Come ha affermato egli stesso, grazie allo sport ha trovato la forza per andare avanti, affrontando e, soprattutto, vincendo sfide ciclistiche impossibili: due medaglie d’oro ai campionati mondiali di paraciclismo nel 2015, nel gruppo sportivo paralimpico della Difesa e tre medaglie d’oro agli Invictus Games 2016 di Orlando, in Florida, i giochi riservati a militari e veterani.
Perchè lo sport è così importante per Carlo e per chi come lui è affetto da patologie che intaccano il sangue?

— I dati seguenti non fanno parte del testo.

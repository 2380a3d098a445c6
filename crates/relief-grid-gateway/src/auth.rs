//! Token verification and the `AuthUser` extractor.
//!
//! The identity provider is external; the gateway verifies the token it
//! issued and trusts the `(uid, role)` claims as given. Handlers take an
//! [`AuthUser`] argument to require authentication.

use std::str::FromStr;
use std::sync::Arc;

use async_trait::async_trait;
use axum::extract::FromRequestParts;
use axum::http::request::Parts;
use jsonwebtoken::{decode, Algorithm, DecodingKey, Validation};
use serde::Deserialize;
use thiserror::Error;

use relief_grid_core::{ActorId, Role};
use relief_grid_store::Store;

use crate::error::ApiError;
use crate::state::GatewayState;

/// A result type using `AuthError`.
pub type Result<T> = std::result::Result<T, AuthError>;

/// Errors produced during token verification.
#[derive(Debug, Error)]
pub enum AuthError {
    /// The token is expired.
    #[error("token expired")]
    TokenExpired,

    /// The token is malformed or its signature does not verify.
    #[error("invalid token: {0}")]
    InvalidToken(String),

    /// The token carries a role outside the known set.
    #[error("unknown role claim: {0}")]
    UnknownRole(String),
}

/// Identity claims extracted from a verified token.
#[derive(Debug, Clone)]
pub struct VerifiedIdentity {
    /// The subject uid.
    pub uid: ActorId,
    /// The claimed role.
    pub role: Role,
}

/// Trait for verifying bearer tokens.
#[async_trait]
pub trait TokenVerifier: Send + Sync {
    /// Verify a token and extract the identity claims.
    ///
    /// # Errors
    ///
    /// Returns an error if the token is invalid, expired, or carries
    /// unusable claims.
    async fn verify(&self, token: &str) -> Result<VerifiedIdentity>;
}

/// Claims layout of the identity provider's tokens.
#[derive(Debug, Deserialize)]
struct Claims {
    sub: String,
    role: String,
    #[allow(dead_code)]
    exp: i64,
}

/// HS256 verifier for tokens signed with a shared secret.
pub struct HsVerifier {
    key: DecodingKey,
    validation: Validation,
}

impl HsVerifier {
    /// Create a verifier for the given shared secret.
    #[must_use]
    pub fn new(secret: &[u8]) -> Self {
        Self {
            key: DecodingKey::from_secret(secret),
            validation: Validation::new(Algorithm::HS256),
        }
    }
}

#[async_trait]
impl TokenVerifier for HsVerifier {
    async fn verify(&self, token: &str) -> Result<VerifiedIdentity> {
        let data = decode::<Claims>(token, &self.key, &self.validation).map_err(|e| {
            if matches!(
                e.kind(),
                jsonwebtoken::errors::ErrorKind::ExpiredSignature
            ) {
                AuthError::TokenExpired
            } else {
                AuthError::InvalidToken(e.to_string())
            }
        })?;

        let uid = ActorId::from_str(&data.claims.sub)
            .map_err(|_| AuthError::InvalidToken("empty subject".to_string()))?;
        let role = Role::from_str(&data.claims.role)
            .map_err(|_| AuthError::UnknownRole(data.claims.role.clone()))?;

        Ok(VerifiedIdentity { uid, role })
    }
}

/// Verifier for local development and tests.
///
/// Accepts tokens in the format `test-token:<uid>:<role>` and nothing else.
#[derive(Debug, Default)]
pub struct StaticVerifier;

#[async_trait]
impl TokenVerifier for StaticVerifier {
    async fn verify(&self, token: &str) -> Result<VerifiedIdentity> {
        let rest = token
            .strip_prefix("test-token:")
            .ok_or_else(|| AuthError::InvalidToken("not a test token".to_string()))?;
        let (uid, role) = rest
            .split_once(':')
            .ok_or_else(|| AuthError::InvalidToken("missing role".to_string()))?;

        let uid = ActorId::from_str(uid)
            .map_err(|_| AuthError::InvalidToken("empty subject".to_string()))?;
        let role = Role::from_str(role).map_err(|_| AuthError::UnknownRole(role.to_string()))?;

        Ok(VerifiedIdentity { uid, role })
    }
}

/// An authenticated participant extracted from a bearer token.
///
/// This extractor validates the `Authorization: Bearer <token>` header
/// against the configured verifier.
#[derive(Debug, Clone)]
pub struct AuthUser {
    /// The participant's uid.
    pub uid: ActorId,
    /// The role the participant acts under.
    pub role: Role,
}

impl<S, V> FromRequestParts<Arc<GatewayState<S, V>>> for AuthUser
where
    S: Store + 'static,
    V: TokenVerifier + 'static,
{
    type Rejection = ApiError;

    async fn from_request_parts(
        parts: &mut Parts,
        state: &Arc<GatewayState<S, V>>,
    ) -> std::result::Result<Self, Self::Rejection> {
        let auth_header = parts
            .headers
            .get("authorization")
            .and_then(|v| v.to_str().ok())
            .ok_or(ApiError::Unauthorized)?;

        let token = auth_header
            .strip_prefix("Bearer ")
            .ok_or(ApiError::Unauthorized)?;

        let identity = state.verifier.verify(token).await?;

        Ok(Self {
            uid: identity.uid,
            role: identity.role,
        })
    }
}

Ovviamente lo sport non è solo uno svago, un momento che aiuta a distogliere la concentrazione da una situazione complessa o drammatica come quella vissuta da chi convive con malattie gravi, ma è un fattore positivo che aiuta a far fronte a questa condizione. A tal proposito si riportano le parole di Calcagni, in occasione dell’uscita del proprio docufilm diretto dal regista Michelangelo Gratton:
“Se io per due giorni non pedalo, quindi non sudo – e la mia sudorazione non è come quella di una persona normale, io nella mia ora e mezza di allenamento butto fuori anche 4 litri di liquidi e di tossine – sto male e peggioro. Sudando mi alcalinizzo e mi ossigeno, perchè mi serve anche l’ossigenazione dei tessuti, io ho un’insufficienza respiratoria per una fibrosi polmonare e sono stato anche operato. Con l’ultimo intervento, ho superato abbondantemente i duecento punti di sutura. Quelle sono le mie medaglie, quelle che magari non mi sono state riconosciute per il servizio prestato e che invece tutti gli interventi che ho dovuto subire nel tempo mi hanno inciso sulla pelle. Ma le medaglie più belle sono quelle che ti arrivano ogni giorno dalle persone che non ti devono nulla e che ti riconoscono dei meriti per quello che fai, per l’incitamento e la voglia di vivere che dai anche agli altri. È uno scambio.”